## Work required
Copy out the entries below exactly as they stand, but only from the line containing "section header array." through the line containing "if data.len() <".

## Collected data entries
┄┄┄┄┄┄┄┄┄┄

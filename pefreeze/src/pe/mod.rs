//! PE/PE+ image parsing and patch enumeration.
//!
//! [`PeFile`] parses the DOS → NT → section header chain of a mapped image and
//! enumerates every field that makes a build non-reproducible into a
//! [`crate::patches::PatchSet`]: header timestamps, the checksum, data-directory
//! timestamps, and the CodeView record's PDB signature and age.
//!
//! The two optional-header dialects (PE32 and PE32+) share everything up to and
//! including the file header, so the dialect decision is deferred until the first
//! 16-bit field of the optional header has been read.
//!
//! Nothing is written while parsing. Patches are collected first and applied by the
//! driver only after the PDB side of the run has succeeded, so a failure can never
//! leave a half-patched image behind.
//!
//! # Examples
//!
//! ```rust,no_run
//! use pefreeze::{patches::PatchSet, pe::PeFile};
//!
//! let data = std::fs::read("app.exe")?;
//! let pe = PeFile::parse(&data)?;
//! let mut patches = PatchSet::new();
//! let codeview = pe.collect_patches(&mut patches)?;
//! patches.sort();
//! println!("{} patches, CodeView: {}", patches.len(), codeview.is_some());
//! # Ok::<(), pefreeze::Error>(())
//! ```

pub mod format;

use uguid::Guid;

use crate::{
    file::io::read_le,
    patches::PatchSet,
    pe::format::*,
    Result,
};

/// Replacement for timestamps.
///
/// The timestamp can't just be set to zero as that represents a special value in the
/// PE file. Instead this is an arbitrary fixed date in the past: Jan 1, 2010,
/// 0:00:00 GMT. The date shouldn't be too far in the past, otherwise Windows may warn
/// that the image has known compatibility issues when someone runs it.
pub const REPRO_TIMESTAMP: u32 = 1_262_304_000;

/// Replacement for the PDB age. Normally incremented on every incremental PDB update;
/// a reproducible image pins it.
pub const REPRO_PDB_AGE: u32 = 1;

/// Patch label of the CodeView signature patch. The signature bytes are only known
/// after the gap checksum has been computed, so the driver re-binds this patch late.
pub const PDB_SIGNATURE_LABEL: &str = "PDB Signature";

/// The parsed `CV_INFO_PDB70` record of an image.
///
/// This is what ties a PE to its PDB: the pair `(signature, age)` here must match the
/// PDB header stream, and both sides are rewritten to the same deterministic values.
#[derive(Debug, Clone, Copy, PartialEq, Eq)]
pub struct CodeViewInfo {
    /// File offset of the CodeView record inside the image.
    pub offset: usize,
    /// The unique identifier shared with the PDB. Regenerated on every link.
    pub signature: Guid,
    /// Ever-incrementing PDB update counter, starting at 1.
    pub age: u32,
}

/// Parsed header chain of a PE or PE+ image.
///
/// Holds the offsets of the interesting header structures; all field access goes back
/// through the underlying byte slice, bounds-checked.
#[derive(Debug)]
pub struct PeFile<'a> {
    data: &'a [u8],

    /// Offset of `IMAGE_FILE_HEADER`.
    file_header: usize,
    /// Offset of the optional header. Dialect is decided by its leading magic.
    optional: usize,
    /// Offset of the section header array.
    sections: usize,

    num_sections: u16,
    magic: u16,
}

impl<'a> PeFile<'a> {
    /// Parses the header chain of `data`.
    ///
    /// The parse order is fixed: DOS header, PE signature, file header, optional
    /// header offset (dialect not yet committed), section header array offset.
    ///
    /// # Errors
    /// Returns [`crate::Error::InvalidImage`] naming the missing or invalid structure.
    pub fn parse(data: &'a [u8]) -> Result<PeFile<'a>> {
        if data.len() < DOS_HEADER_SIZE {
            return Err(invalid_image!("missing DOS header"));
        }

        let e_magic: u16 = read_le(data, 0).ok_or_else(|| invalid_image!("missing DOS header"))?;
        if e_magic != DOS_SIGNATURE {
            return Err(invalid_image!("invalid DOS signature"));
        }

        let e_lfanew: u32 = read_le(data, DOS_LFANEW_OFFSET)
            .ok_or_else(|| invalid_image!("missing DOS header"))?;

        let signature: u32 = read_le(data, e_lfanew as usize)
            .ok_or_else(|| invalid_image!("missing PE signature"))?;
        if signature != PE_SIGNATURE {
            return Err(invalid_image!("invalid PE signature"));
        }

        let file_header = e_lfanew as usize + 4;
        if file_header + FILE_HEADER_SIZE > data.len() {
            return Err(invalid_image!("missing IMAGE_FILE_HEADER"));
        }

        let num_sections: u16 = read_le(data, file_header + FILE_HEADER_NUM_SECTIONS)
            .ok_or_else(|| invalid_image!("missing IMAGE_FILE_HEADER"))?;
        let optional_size: u16 = read_le(data, file_header + FILE_HEADER_OPTIONAL_SIZE)
            .ok_or_else(|| invalid_image!("missing IMAGE_FILE_HEADER"))?;

        let optional = file_header + FILE_HEADER_SIZE;
        let sections = optional + optional_size as usize;

        let magic: u16 =
            read_le(data, optional).ok_or_else(|| invalid_image!("missing IMAGE_OPTIONAL_HEADER"))?;

        Ok(PeFile {
            data,
            file_header,
            optional,
            sections,
            num_sections,
            magic,
        })
    }

    /// The `Magic` field of the optional header, deciding between PE32 (`0x10B`) and
    /// PE32+ (`0x20B`).
    #[must_use]
    pub fn magic(&self) -> u16 {
        self.magic
    }

    /// Translates a relative virtual address to a file offset via the section table.
    ///
    /// Linear scan; the first section whose `[VirtualAddress, VirtualAddress +
    /// VirtualSize)` range contains the RVA wins. The returned offset is *not* length
    /// checked; callers that read through it must call [`PeFile::is_valid_ref`].
    #[must_use]
    pub fn translate(&self, rva: u32) -> Option<usize> {
        for i in 0..self.num_sections as usize {
            let section = self.sections + i * SECTION_HEADER_SIZE;

            let virtual_size: u32 = read_le(self.data, section + SECTION_VIRTUAL_SIZE)?;
            let virtual_address: u32 = read_le(self.data, section + SECTION_VIRTUAL_ADDRESS)?;
            let raw_pointer: u32 = read_le(self.data, section + SECTION_RAW_POINTER)?;

            let section_end = virtual_address.checked_add(virtual_size)?;
            if rva >= virtual_address && rva < section_end {
                return Some((rva - virtual_address) as usize + raw_pointer as usize);
            }
        }

        None
    }

    /// Checks that `len` bytes starting at `offset` fit inside the image.
    #[must_use]
    pub fn is_valid_ref(&self, offset: usize, len: usize) -> bool {
        offset
            .checked_add(len)
            .is_some_and(|end| end <= self.data.len())
    }

    /// Enumerates all patches for this image into `patches` and returns the parsed
    /// CodeView record, if the image carries one.
    ///
    /// The fixed patch list: `IMAGE_FILE_HEADER.TimeDateStamp`,
    /// `OptionalHeader.CheckSum`, the export and resource directory timestamps when
    /// those directories exist, every debug directory timestamp, and the CodeView
    /// record's signature and age. The signature patch is added with placeholder
    /// bytes; the driver binds the deterministic value after the gap checksum has
    /// been computed.
    ///
    /// # Errors
    /// Returns [`crate::Error::InvalidImage`] for an unsupported optional header
    /// magic, undersized data directories, out-of-image directory targets, more than
    /// one CodeView entry, or a CodeView record that is not PDB 7.0.
    pub fn collect_patches(&self, patches: &mut PatchSet) -> Result<Option<CodeViewInfo>> {
        patches.add_u32(
            self.file_header + FILE_HEADER_TIMESTAMP,
            REPRO_TIMESTAMP,
            "IMAGE_FILE_HEADER.TimeDateStamp",
        );

        let (full_size, directories) = match self.magic {
            OPTIONAL_MAGIC_PE32 => (OPTIONAL_HEADER32_SIZE, OPTIONAL_HEADER32_DIRECTORIES),
            OPTIONAL_MAGIC_PE32_PLUS => (OPTIONAL_HEADER64_SIZE, OPTIONAL_HEADER64_DIRECTORIES),
            _ => return Err(invalid_image!("unsupported IMAGE_NT_HEADERS.OptionalHeader")),
        };

        if !self.is_valid_ref(self.optional, full_size) {
            return Err(invalid_image!("missing IMAGE_OPTIONAL_HEADER"));
        }

        patches.add_u32(
            self.optional + OPTIONAL_CHECKSUM_OFFSET,
            REPRO_TIMESTAMP,
            "OptionalHeader.CheckSum",
        );

        if let Some(dir) =
            self.data_dir(directories, DIRECTORY_ENTRY_EXPORT, EXPORT_DIRECTORY_SIZE)?
        {
            patches.add_u32(dir + 4, REPRO_TIMESTAMP, "IMAGE_EXPORT_DIRECTORY.TimeDateStamp");
        }

        if let Some(dir) =
            self.data_dir(directories, DIRECTORY_ENTRY_RESOURCE, RESOURCE_DIRECTORY_SIZE)?
        {
            patches.add_u32(
                dir + 4,
                REPRO_TIMESTAMP,
                "IMAGE_RESOURCE_DIRECTORY.TimeDateStamp",
            );
        }

        let codeview = self.patch_debug_directories(patches, directories)?;

        if let Some(cv) = &codeview {
            patches.add(
                cv.offset + CV_INFO_SIGNATURE_OFFSET,
                vec![0; 16],
                PDB_SIGNATURE_LABEL,
            );
            patches.add_u32(cv.offset + CV_INFO_AGE_OFFSET, REPRO_PDB_AGE, "PDB Age");
        }

        Ok(codeview)
    }

    /// There are 0 or more debug data directories; the timestamp in each one gets
    /// patched. At most one of them may be of type CODEVIEW, and that one names the
    /// PDB this image belongs to.
    fn patch_debug_directories(
        &self,
        patches: &mut PatchSet,
        directories: usize,
    ) -> Result<Option<CodeViewInfo>> {
        let (virtual_address, size) = self.data_dir_entry(directories, DIRECTORY_ENTRY_DEBUG);
        if virtual_address == 0 {
            return Ok(None);
        }

        let base = self
            .translate(virtual_address)
            .ok_or_else(|| invalid_image!("IMAGE_DATA_DIRECTORY.VirtualAddress is invalid"))?;
        if !self.is_valid_ref(base, size as usize) {
            return Err(invalid_image!("IMAGE_DATA_DIRECTORY.VirtualAddress is invalid"));
        }

        let mut codeview = None;

        let count = size as usize / DEBUG_DIRECTORY_SIZE;
        for i in 0..count {
            let entry = base + i * DEBUG_DIRECTORY_SIZE;

            let timestamp: u32 = read_le(self.data, entry + DEBUG_DIRECTORY_TIMESTAMP)
                .ok_or_else(|| invalid_image!("missing IMAGE_DEBUG_DIRECTORY"))?;
            if timestamp != 0 {
                patches.add_u32(
                    entry + DEBUG_DIRECTORY_TIMESTAMP,
                    REPRO_TIMESTAMP,
                    "IMAGE_DEBUG_DIRECTORY.TimeDateStamp",
                );
            }

            let dir_type: u32 = read_le(self.data, entry + DEBUG_DIRECTORY_TYPE)
                .ok_or_else(|| invalid_image!("missing IMAGE_DEBUG_DIRECTORY"))?;
            if dir_type != DEBUG_TYPE_CODEVIEW {
                continue;
            }

            if codeview.is_some() {
                return Err(invalid_image!("found multiple CodeView debug entries"));
            }

            let raw: u32 = read_le(self.data, entry + DEBUG_DIRECTORY_RAW_POINTER)
                .ok_or_else(|| invalid_image!("missing IMAGE_DEBUG_DIRECTORY"))?;
            codeview = Some(self.parse_codeview(raw as usize)?);
        }

        Ok(codeview)
    }

    fn parse_codeview(&self, offset: usize) -> Result<CodeViewInfo> {
        if !self.is_valid_ref(offset, CV_INFO_PDB70_SIZE) {
            return Err(invalid_image!("invalid CodeView debug entry location"));
        }

        let cv_signature: u32 = read_le(self.data, offset)
            .ok_or_else(|| invalid_image!("invalid CodeView debug entry location"))?;
        if cv_signature != CV_INFO_SIGNATURE_PDB70 {
            return Err(invalid_image!(
                "unsupported PDB format, only version 7.0 is supported"
            ));
        }

        let mut signature = [0u8; 16];
        signature.copy_from_slice(
            &self.data[offset + CV_INFO_SIGNATURE_OFFSET..offset + CV_INFO_AGE_OFFSET],
        );
        let age: u32 = read_le(self.data, offset + CV_INFO_AGE_OFFSET)
            .ok_or_else(|| invalid_image!("invalid CodeView debug entry location"))?;

        Ok(CodeViewInfo {
            offset,
            signature: Guid::from_bytes(signature),
            age,
        })
    }

    /// Reads the raw `(VirtualAddress, Size)` pair of a data directory entry. The
    /// optional header was bounds checked as a whole, so these reads cannot fail.
    fn data_dir_entry(&self, directories: usize, entry: usize) -> (u32, u32) {
        let offset = self.optional + directories + entry * DATA_DIRECTORY_SIZE;
        let virtual_address = read_le(self.data, offset).unwrap_or(0);
        let size = read_le(self.data, offset + 4).unwrap_or(0);
        (virtual_address, size)
    }

    /// Resolves a data directory to a file offset, or `None` if the directory is
    /// absent.
    ///
    /// Directory sizes are allowed to be *larger* than the structure: Microsoft is
    /// free to grow these structs at the end while keeping ABI compatibility. Smaller
    /// is an error.
    fn data_dir(&self, directories: usize, entry: usize, min_size: usize) -> Result<Option<usize>> {
        let (virtual_address, size) = self.data_dir_entry(directories, entry);
        if virtual_address == 0 {
            return Ok(None);
        }

        if (size as usize) < min_size {
            return Err(invalid_image!("IMAGE_DATA_DIRECTORY.Size is invalid"));
        }

        let offset = self
            .translate(virtual_address)
            .ok_or_else(|| invalid_image!("IMAGE_DATA_DIRECTORY.VirtualAddress is invalid"))?;
        if !self.is_valid_ref(offset, min_size) {
            return Err(invalid_image!("IMAGE_DATA_DIRECTORY.VirtualAddress is invalid"));
        }

        Ok(Some(offset))
    }
}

┄┄┄┄┄┄┄┄┄┄

## Task response
    /// Offset of the section header array.
    sections: usize,

    num_sections: u16,
    magic: u16,
}

impl<'a> PeFile<'a> {
    /// Parses the header chain of `data`.
    ///
    /// The parse order is fixed: DOS header, PE signature, file header, optional
    /// header offset (dialect not yet committed), section header array offset.
    ///
    /// # Errors
    /// Returns [`crate::Error::InvalidImage`] naming the missing or invalid structure.
    pub fn parse(data: &'a [u8]) -> Result<PeFile<'a>> {
        if data.len() < DOS_HEADER_SIZE {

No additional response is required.